:: WORKING DATA

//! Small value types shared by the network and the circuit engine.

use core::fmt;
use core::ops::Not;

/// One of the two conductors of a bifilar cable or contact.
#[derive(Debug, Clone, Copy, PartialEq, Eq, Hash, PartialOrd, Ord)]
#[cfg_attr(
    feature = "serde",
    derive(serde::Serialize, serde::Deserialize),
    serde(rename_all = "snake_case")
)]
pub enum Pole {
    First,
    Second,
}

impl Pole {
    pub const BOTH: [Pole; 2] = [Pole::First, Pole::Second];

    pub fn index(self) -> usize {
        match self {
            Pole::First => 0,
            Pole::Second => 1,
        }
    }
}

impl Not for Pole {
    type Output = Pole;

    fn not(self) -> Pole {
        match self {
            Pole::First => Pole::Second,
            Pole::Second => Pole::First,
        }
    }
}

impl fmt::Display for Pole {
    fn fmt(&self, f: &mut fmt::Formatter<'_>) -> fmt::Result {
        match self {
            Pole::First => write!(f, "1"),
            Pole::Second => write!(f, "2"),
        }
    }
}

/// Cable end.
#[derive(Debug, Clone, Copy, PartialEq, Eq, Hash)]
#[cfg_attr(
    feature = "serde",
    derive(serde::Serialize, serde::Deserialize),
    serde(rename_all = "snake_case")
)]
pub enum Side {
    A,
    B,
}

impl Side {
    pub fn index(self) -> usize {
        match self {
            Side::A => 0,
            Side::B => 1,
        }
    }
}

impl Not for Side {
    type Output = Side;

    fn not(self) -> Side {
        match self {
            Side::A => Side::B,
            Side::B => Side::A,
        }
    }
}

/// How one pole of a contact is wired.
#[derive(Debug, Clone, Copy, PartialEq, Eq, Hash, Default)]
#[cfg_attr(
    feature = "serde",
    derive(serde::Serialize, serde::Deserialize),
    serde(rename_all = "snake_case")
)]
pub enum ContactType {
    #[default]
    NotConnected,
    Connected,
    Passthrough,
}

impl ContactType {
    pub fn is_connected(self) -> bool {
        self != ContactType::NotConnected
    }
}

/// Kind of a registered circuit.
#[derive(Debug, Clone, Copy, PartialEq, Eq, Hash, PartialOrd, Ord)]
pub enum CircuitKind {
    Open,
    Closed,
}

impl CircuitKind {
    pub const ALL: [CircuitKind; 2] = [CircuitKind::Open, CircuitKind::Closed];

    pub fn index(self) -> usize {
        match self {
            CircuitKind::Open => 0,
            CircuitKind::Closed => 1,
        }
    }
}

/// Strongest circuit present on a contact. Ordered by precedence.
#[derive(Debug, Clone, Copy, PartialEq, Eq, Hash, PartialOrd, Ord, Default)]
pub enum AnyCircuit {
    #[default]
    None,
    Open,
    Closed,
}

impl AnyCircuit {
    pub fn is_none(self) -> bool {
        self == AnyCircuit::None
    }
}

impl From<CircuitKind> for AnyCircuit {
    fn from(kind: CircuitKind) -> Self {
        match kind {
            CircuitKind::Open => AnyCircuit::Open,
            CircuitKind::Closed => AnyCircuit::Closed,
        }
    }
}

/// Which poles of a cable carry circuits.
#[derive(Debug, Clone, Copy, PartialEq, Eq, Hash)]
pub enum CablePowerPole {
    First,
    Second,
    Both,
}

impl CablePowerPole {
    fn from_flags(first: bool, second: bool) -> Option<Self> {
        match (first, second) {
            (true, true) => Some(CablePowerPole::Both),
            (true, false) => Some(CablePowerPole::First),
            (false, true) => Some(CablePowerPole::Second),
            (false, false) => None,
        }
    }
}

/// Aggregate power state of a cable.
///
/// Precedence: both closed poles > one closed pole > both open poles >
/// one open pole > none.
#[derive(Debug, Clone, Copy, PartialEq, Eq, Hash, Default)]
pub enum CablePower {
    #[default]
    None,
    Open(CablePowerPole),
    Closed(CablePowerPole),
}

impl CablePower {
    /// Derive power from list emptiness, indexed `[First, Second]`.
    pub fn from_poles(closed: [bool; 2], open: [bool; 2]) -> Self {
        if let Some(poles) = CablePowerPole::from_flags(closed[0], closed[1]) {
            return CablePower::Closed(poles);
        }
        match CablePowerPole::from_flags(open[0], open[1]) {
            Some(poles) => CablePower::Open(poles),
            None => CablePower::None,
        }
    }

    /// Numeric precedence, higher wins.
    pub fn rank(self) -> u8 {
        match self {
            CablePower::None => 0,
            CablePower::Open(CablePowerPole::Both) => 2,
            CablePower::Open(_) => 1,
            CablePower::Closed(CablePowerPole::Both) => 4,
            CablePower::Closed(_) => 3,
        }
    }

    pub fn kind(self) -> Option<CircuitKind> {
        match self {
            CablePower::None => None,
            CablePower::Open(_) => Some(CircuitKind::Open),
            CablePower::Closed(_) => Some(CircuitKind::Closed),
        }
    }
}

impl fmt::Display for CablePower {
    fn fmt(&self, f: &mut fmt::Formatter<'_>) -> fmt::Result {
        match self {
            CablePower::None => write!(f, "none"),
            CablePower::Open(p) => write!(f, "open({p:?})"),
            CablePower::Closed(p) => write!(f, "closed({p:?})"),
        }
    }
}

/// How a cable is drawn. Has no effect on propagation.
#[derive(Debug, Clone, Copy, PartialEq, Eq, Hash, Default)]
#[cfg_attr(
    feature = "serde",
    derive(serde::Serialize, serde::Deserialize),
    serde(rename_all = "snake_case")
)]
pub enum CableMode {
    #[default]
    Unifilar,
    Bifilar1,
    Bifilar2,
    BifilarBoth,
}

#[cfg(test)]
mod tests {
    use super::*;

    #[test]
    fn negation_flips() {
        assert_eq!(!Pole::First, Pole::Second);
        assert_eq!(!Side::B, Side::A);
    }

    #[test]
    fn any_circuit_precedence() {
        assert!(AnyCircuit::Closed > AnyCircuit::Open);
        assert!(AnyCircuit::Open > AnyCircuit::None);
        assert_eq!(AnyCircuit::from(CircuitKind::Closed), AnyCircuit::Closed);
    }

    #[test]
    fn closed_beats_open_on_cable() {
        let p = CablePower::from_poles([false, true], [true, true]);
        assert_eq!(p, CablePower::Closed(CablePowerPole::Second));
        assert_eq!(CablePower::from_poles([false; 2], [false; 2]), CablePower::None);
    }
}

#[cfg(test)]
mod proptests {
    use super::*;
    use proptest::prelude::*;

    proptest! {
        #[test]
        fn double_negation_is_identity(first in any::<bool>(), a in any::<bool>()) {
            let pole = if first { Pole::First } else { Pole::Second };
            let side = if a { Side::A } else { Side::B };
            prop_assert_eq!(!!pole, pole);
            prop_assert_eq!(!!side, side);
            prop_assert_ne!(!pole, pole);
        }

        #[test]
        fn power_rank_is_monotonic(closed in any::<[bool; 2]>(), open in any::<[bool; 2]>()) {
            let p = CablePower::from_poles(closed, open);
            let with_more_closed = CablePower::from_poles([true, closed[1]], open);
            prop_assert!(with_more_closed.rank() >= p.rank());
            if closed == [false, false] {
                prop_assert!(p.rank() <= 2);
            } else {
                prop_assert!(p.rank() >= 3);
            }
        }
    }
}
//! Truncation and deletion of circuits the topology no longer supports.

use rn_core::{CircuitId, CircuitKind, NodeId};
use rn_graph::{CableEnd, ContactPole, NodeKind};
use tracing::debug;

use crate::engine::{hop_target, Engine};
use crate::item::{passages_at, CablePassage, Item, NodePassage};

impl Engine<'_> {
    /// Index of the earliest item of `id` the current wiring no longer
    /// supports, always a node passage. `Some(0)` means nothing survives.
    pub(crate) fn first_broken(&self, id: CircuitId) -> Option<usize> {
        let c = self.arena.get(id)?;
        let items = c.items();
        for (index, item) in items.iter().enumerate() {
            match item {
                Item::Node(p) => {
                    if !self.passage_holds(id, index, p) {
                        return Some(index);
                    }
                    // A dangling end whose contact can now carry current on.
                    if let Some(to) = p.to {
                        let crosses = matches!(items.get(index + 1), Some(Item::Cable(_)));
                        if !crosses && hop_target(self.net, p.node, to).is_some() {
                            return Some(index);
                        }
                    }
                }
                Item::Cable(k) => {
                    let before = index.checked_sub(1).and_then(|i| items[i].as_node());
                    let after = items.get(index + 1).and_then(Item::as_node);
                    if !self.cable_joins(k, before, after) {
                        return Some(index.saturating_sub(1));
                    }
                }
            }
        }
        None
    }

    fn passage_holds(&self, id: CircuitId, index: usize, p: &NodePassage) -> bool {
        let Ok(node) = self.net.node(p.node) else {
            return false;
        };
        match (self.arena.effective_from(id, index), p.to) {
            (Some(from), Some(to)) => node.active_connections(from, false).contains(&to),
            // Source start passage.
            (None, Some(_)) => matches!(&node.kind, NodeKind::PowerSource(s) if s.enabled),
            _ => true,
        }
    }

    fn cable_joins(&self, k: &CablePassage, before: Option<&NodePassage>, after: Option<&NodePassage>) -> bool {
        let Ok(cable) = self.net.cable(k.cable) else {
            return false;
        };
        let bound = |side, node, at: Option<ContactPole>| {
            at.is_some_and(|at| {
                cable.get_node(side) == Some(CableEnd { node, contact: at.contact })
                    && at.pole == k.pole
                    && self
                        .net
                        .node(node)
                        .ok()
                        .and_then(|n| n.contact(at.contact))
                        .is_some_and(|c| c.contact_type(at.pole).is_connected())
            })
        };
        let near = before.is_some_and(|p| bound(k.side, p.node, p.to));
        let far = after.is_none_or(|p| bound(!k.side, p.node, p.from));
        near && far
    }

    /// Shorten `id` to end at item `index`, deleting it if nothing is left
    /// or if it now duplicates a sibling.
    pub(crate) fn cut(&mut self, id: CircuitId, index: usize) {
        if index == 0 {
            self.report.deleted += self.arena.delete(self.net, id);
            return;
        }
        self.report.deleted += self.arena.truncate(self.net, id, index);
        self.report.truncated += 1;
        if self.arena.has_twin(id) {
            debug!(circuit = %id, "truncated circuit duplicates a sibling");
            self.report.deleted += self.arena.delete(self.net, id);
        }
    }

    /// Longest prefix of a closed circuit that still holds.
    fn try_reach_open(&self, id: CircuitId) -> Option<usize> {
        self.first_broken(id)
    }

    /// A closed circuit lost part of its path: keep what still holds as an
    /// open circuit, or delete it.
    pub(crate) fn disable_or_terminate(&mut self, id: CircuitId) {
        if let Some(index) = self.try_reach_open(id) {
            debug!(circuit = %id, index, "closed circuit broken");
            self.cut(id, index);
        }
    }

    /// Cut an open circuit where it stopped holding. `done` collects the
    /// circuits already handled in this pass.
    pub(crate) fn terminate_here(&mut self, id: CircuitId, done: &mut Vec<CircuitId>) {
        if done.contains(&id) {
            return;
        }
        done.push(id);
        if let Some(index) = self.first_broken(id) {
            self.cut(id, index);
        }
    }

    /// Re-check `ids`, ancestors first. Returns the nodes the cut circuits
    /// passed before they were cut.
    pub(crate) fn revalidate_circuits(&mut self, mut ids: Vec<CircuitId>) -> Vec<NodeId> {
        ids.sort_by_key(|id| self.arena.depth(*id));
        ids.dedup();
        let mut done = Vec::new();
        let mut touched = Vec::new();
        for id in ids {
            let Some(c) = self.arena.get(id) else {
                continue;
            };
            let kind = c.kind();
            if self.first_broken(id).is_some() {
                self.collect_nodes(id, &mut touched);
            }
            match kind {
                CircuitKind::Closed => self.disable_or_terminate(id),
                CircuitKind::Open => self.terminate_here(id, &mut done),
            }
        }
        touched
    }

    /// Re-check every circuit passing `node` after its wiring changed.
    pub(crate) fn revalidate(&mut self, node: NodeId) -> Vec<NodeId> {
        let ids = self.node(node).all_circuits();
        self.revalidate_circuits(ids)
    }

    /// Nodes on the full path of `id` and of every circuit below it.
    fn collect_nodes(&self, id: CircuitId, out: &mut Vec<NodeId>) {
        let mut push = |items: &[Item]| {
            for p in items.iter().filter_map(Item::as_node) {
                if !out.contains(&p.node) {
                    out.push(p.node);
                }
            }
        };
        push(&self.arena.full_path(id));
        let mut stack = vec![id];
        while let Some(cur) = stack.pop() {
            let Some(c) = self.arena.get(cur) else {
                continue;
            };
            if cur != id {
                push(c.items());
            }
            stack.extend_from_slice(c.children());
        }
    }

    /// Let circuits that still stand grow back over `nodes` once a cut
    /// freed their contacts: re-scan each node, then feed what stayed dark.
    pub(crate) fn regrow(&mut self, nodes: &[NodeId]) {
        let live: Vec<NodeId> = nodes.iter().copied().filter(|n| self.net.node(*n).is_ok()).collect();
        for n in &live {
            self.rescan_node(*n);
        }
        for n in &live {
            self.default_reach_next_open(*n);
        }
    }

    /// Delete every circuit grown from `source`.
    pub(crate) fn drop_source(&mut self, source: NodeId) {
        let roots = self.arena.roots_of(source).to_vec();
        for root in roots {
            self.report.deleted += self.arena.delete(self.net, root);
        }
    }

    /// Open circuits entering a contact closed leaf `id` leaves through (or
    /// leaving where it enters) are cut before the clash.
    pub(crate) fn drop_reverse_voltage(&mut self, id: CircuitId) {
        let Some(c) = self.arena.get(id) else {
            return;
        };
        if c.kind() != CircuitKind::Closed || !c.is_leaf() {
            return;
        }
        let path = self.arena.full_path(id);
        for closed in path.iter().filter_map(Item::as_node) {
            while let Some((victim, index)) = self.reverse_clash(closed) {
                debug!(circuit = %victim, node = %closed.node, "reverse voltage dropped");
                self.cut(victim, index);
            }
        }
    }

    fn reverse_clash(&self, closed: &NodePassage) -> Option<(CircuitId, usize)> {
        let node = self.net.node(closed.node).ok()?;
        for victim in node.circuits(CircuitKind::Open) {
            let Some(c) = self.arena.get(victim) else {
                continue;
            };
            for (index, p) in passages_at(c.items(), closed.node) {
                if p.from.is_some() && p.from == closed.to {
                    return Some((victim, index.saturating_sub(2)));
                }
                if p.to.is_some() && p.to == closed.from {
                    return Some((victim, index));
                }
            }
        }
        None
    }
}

::::

Nothing beyond the line containing "pub fn is_connected(self)" is to be output; the lines above, from the first one onward to that line, are to be transcribed exactly.

• RESPONSE TO THE TASK:
//! Small value types shared by the network and the circuit engine.

use core::fmt;
use core::ops::Not;

/// One of the two conductors of a bifilar cable or contact.
#[derive(Debug, Clone, Copy, PartialEq, Eq, Hash, PartialOrd, Ord)]
#[cfg_attr(
    feature = "serde",
    derive(serde::Serialize, serde::Deserialize),
    serde(rename_all = "snake_case")
)]
pub enum Pole {
    First,
    Second,
}

impl Pole {
    pub const BOTH: [Pole; 2] = [Pole::First, Pole::Second];

    pub fn index(self) -> usize {
        match self {
            Pole::First => 0,
            Pole::Second => 1,
        }
    }
}

impl Not for Pole {
    type Output = Pole;

    fn not(self) -> Pole {
        match self {
            Pole::First => Pole::Second,
            Pole::Second => Pole::First,
        }
    }
}

impl fmt::Display for Pole {
    fn fmt(&self, f: &mut fmt::Formatter<'_>) -> fmt::Result {
        match self {
            Pole::First => write!(f, "1"),
            Pole::Second => write!(f, "2"),
        }
    }
}

/// Cable end.
#[derive(Debug, Clone, Copy, PartialEq, Eq, Hash)]
#[cfg_attr(
    feature = "serde",
    derive(serde::Serialize, serde::Deserialize),
    serde(rename_all = "snake_case")
)]
pub enum Side {
    A,
    B,
}

impl Side {
    pub fn index(self) -> usize {
        match self {
            Side::A => 0,
            Side::B => 1,
        }
    }
}

impl Not for Side {
    type Output = Side;

    fn not(self) -> Side {
        match self {
            Side::A => Side::B,
            Side::B => Side::A,
        }
    }
}

/// How one pole of a contact is wired.
#[derive(Debug, Clone, Copy, PartialEq, Eq, Hash, Default)]
#[cfg_attr(
    feature = "serde",
    derive(serde::Serialize, serde::Deserialize),
    serde(rename_all = "snake_case")
)]
pub enum ContactType {
    #[default]
    NotConnected,
    Connected,
    Passthrough,
}

impl ContactType {
    pub fn is_connected(self) -> bool {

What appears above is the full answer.